─── Source information

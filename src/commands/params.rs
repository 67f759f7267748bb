//! Shared command parameters for all CLI commands.
//!
//! This module defines the command and parameter names used across the
//! command modules, together with the builders for arguments that more than
//! one command needs.

use crate::auth::Resource;
use crate::format::OutputFormat;
use clap::builder::{PossibleValue, StringValueParser, TypedValueParser};
use clap::{Arg, ArgAction};
use std::ffi::OsStr;

// Command groups
pub const COMMAND_FLOW: &str = "flow";
pub const COMMAND_OWNER: &str = "owner";
pub const COMMAND_PLANNER: &str = "planner";
pub const COMMAND_TASK: &str = "task";
pub const COMMAND_CHECKLISTITEM: &str = "checklistitem";
pub const COMMAND_AUTH: &str = "auth";
pub const COMMAND_TOKEN: &str = "token";
pub const COMMAND_CONFIG: &str = "config";
pub const COMMAND_COMPLETIONS: &str = "completions";

// Verbs
pub const COMMAND_ADD: &str = "add";
pub const COMMAND_GET: &str = "get";
pub const COMMAND_SET: &str = "set";
pub const COMMAND_CLEAR: &str = "clear";
pub const COMMAND_PATH: &str = "path";

// Global parameters
pub const PARAMETER_OUTPUT: &str = "output";
pub const PARAMETER_PRETTY: &str = "pretty";
pub const PARAMETER_HEADERS: &str = "headers";
pub const PARAMETER_VERBOSE: &str = "verbose";
pub const PARAMETER_DEBUG: &str = "debug";

// Flow parameters
pub const PARAMETER_ENVIRONMENT_NAME: &str = "environmentName";
pub const PARAMETER_FLOW_NAME: &str = "flowName";
pub const PARAMETER_USER_ID: &str = "userId";
pub const PARAMETER_USER_NAME: &str = "userName";
pub const PARAMETER_GROUP_ID: &str = "groupId";
pub const PARAMETER_GROUP_NAME: &str = "groupName";
pub const PARAMETER_ROLE_NAME: &str = "roleName";
pub const PARAMETER_AS_ADMIN: &str = "asAdmin";

// Planner parameters
pub const PARAMETER_TASK_ID: &str = "taskId";
pub const PARAMETER_TITLE: &str = "title";
pub const PARAMETER_IS_CHECKED: &str = "isChecked";

// Auth and configuration parameters
pub const PARAMETER_RESOURCE: &str = "resource";
pub const PARAMETER_TOKEN: &str = "token";
pub const PARAMETER_GRAPH_URL: &str = "graph-url";
pub const PARAMETER_AZMGMT_URL: &str = "azmgmt-url";
pub const PARAMETER_TIMEOUT: &str = "timeout";
pub const PARAMETER_SHELL: &str = "shell";

/// Accepts any string but advertises a fixed list of values to help and
/// shell completion. The command's own validators decide what is valid.
#[derive(Clone, Debug)]
pub struct SuggestedValues(pub &'static [&'static str]);

impl TypedValueParser for SuggestedValues {
    type Value = String;

    fn parse_ref(
        &self,
        cmd: &clap::Command,
        arg: Option<&Arg>,
        value: &OsStr,
    ) -> Result<Self::Value, clap::Error> {
        StringValueParser::new().parse_ref(cmd, arg, value)
    }

    fn possible_values(&self) -> Option<Box<dyn Iterator<Item = PossibleValue> + '_>> {
        Some(Box::new(self.0.iter().map(|v| PossibleValue::new(*v))))
    }
}

/// Create the global output parameter.
pub fn output_parameter() -> Arg {
    Arg::new(PARAMETER_OUTPUT)
        .short('o')
        .long(PARAMETER_OUTPUT)
        .num_args(1)
        .required(false)
        .env("M365_OUTPUT")
        .default_value("json")
        .global(true)
        .help("Output type")
        .value_parser(OutputFormat::names())
}

/// Pretty-print JSON output.
pub fn pretty_parameter() -> Arg {
    Arg::new(PARAMETER_PRETTY)
        .long(PARAMETER_PRETTY)
        .action(ArgAction::SetTrue)
        .required(false)
        .global(true)
        .help("Format JSON output for humans")
}

/// Include a header row in CSV output.
pub fn headers_parameter() -> Arg {
    Arg::new(PARAMETER_HEADERS)
        .long(PARAMETER_HEADERS)
        .action(ArgAction::SetTrue)
        .required(false)
        .env("M365_HEADERS")
        .global(true)
        .help("Include a header row in CSV output")
}

pub fn verbose_parameter() -> Arg {
    Arg::new(PARAMETER_VERBOSE)
        .short('v')
        .long(PARAMETER_VERBOSE)
        .action(ArgAction::SetTrue)
        .global(true)
        .help("Runs command with verbose logging")
}

pub fn debug_parameter() -> Arg {
    Arg::new(PARAMETER_DEBUG)
        .long(PARAMETER_DEBUG)
        .action(ArgAction::SetTrue)
        .global(true)
        .help("Runs command with debug logging")
}

/// Optional string parameter with only a long name, as used by the
/// alternative principal options.
pub fn optional_string_parameter(name: &'static str, help: &'static str) -> Arg {
    Arg::new(name)
        .long(name)
        .num_args(1)
        .required(false)
        .help(help)
}

/// Boolean switch, defaults to false.
pub fn flag_parameter(name: &'static str, help: &'static str) -> Arg {
    Arg::new(name)
        .long(name)
        .action(ArgAction::SetTrue)
        .required(false)
        .help(help)
}

/// Create the token resource parameter.
pub fn resource_parameter() -> Arg {
    Arg::new(PARAMETER_RESOURCE)
        .short('r')
        .long(PARAMETER_RESOURCE)
        .num_args(1)
        .required(true)
        .help("API the access token is issued for")
        .value_parser(Resource::names())
}

#[cfg(test)]
mod tests {
    use super::*;
    use clap::Command;

    #[test]
    fn test_suggested_values_accept_anything() {
        let cmd = Command::new("test").arg(
            Arg::new(PARAMETER_ROLE_NAME)
                .long(PARAMETER_ROLE_NAME)
                .value_parser(SuggestedValues(&["CanView", "CanEdit"])),
        );
        let matches = cmd
            .try_get_matches_from(["test", "--roleName", "Owner"])
            .unwrap();
        assert_eq!(
            matches.get_one::<String>(PARAMETER_ROLE_NAME).map(String::as_str),
            Some("Owner")
        );
    }

    #[test]
    fn test_suggested_values_are_advertised() {
        let arg = Arg::new(PARAMETER_ROLE_NAME).value_parser(SuggestedValues(&["CanView", "CanEdit"]));
        let names: Vec<String> = arg
            .get_possible_values()
            .iter()
            .map(|v| v.get_name().to_string())
            .collect();
        assert_eq!(names, vec!["CanView", "CanEdit"]);
    }
}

──────

Work item: Work out how many lines of the entries contain the word "CanEdit", and answer with that number alone.

Response to the task: 3